From the entries below, copy each line in which the word "QueryError" occurs.

_____

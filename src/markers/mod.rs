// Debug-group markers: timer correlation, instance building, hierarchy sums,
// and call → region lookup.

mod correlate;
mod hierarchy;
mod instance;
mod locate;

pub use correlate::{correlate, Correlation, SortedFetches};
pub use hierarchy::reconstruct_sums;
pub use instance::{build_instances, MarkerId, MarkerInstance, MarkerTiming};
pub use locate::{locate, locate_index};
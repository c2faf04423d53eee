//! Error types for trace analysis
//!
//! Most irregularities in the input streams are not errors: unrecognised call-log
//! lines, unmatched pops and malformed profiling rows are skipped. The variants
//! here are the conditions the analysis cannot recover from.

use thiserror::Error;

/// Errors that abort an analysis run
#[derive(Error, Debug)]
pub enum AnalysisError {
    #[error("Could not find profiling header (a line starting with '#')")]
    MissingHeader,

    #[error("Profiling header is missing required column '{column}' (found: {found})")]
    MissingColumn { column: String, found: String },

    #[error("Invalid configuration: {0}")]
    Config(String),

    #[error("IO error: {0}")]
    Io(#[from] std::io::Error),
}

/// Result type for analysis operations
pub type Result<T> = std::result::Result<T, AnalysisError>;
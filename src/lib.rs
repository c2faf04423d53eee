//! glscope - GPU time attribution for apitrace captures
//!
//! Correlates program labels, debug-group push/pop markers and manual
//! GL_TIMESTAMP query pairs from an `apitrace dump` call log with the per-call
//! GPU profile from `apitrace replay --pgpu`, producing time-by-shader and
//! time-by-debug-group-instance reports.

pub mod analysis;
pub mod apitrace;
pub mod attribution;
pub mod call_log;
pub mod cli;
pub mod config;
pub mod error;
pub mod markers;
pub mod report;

_____

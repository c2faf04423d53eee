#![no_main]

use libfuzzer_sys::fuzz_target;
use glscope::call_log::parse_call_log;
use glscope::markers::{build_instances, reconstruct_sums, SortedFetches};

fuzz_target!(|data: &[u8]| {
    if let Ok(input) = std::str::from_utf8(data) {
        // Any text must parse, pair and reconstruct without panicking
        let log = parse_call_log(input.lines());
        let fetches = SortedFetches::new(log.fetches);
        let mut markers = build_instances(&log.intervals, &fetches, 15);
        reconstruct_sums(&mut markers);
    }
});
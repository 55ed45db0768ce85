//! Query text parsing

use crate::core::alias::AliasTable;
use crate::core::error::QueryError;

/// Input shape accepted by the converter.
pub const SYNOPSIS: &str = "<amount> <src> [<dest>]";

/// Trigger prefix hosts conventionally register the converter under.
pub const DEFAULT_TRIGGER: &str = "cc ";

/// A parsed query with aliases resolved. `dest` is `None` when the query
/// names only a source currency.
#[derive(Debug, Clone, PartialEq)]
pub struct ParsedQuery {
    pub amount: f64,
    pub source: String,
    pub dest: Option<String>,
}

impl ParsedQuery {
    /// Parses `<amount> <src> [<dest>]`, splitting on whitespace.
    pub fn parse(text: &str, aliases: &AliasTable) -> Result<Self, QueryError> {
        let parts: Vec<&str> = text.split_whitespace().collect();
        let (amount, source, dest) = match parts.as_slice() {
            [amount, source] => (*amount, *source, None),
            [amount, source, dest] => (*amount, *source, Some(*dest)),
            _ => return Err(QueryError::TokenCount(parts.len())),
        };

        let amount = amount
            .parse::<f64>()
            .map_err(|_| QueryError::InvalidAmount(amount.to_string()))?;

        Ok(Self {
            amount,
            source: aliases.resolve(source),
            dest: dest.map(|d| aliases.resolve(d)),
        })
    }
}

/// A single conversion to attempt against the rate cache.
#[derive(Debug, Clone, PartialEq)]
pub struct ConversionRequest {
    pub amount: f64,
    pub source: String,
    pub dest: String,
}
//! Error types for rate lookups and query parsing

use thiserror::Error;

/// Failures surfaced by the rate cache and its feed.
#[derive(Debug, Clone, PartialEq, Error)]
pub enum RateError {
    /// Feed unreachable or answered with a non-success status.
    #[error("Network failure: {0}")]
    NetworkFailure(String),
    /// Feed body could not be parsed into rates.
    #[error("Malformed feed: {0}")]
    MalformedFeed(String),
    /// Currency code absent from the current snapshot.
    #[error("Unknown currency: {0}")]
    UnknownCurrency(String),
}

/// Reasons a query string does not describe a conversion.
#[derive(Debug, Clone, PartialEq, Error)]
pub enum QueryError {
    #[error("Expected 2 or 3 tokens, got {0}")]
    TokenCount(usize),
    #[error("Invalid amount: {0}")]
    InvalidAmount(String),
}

_____

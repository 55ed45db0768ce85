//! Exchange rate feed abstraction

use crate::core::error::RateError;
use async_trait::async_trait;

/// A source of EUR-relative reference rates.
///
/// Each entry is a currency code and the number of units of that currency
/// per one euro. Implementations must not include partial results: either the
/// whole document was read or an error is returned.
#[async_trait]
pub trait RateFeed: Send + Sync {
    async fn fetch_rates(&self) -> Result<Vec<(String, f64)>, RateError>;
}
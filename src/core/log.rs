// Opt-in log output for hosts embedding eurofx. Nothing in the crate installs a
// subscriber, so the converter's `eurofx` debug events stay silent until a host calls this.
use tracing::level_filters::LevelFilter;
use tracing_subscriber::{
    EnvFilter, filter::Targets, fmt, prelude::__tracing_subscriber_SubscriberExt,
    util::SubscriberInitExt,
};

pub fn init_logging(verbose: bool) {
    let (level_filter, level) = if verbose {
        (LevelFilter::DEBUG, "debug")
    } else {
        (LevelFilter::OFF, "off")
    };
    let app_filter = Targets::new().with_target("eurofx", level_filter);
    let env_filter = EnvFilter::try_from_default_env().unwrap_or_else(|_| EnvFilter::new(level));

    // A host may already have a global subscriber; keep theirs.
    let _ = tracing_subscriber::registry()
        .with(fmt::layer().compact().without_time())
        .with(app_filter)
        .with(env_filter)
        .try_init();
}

_____

Response area
use crate::core::error::QueryError;
    pub fn parse(text: &str, aliases: &AliasTable) -> Result<Self, QueryError> {
            _ => return Err(QueryError::TokenCount(parts.len())),
            .map_err(|_| QueryError::InvalidAmount(amount.to_string()))?;
pub enum QueryError {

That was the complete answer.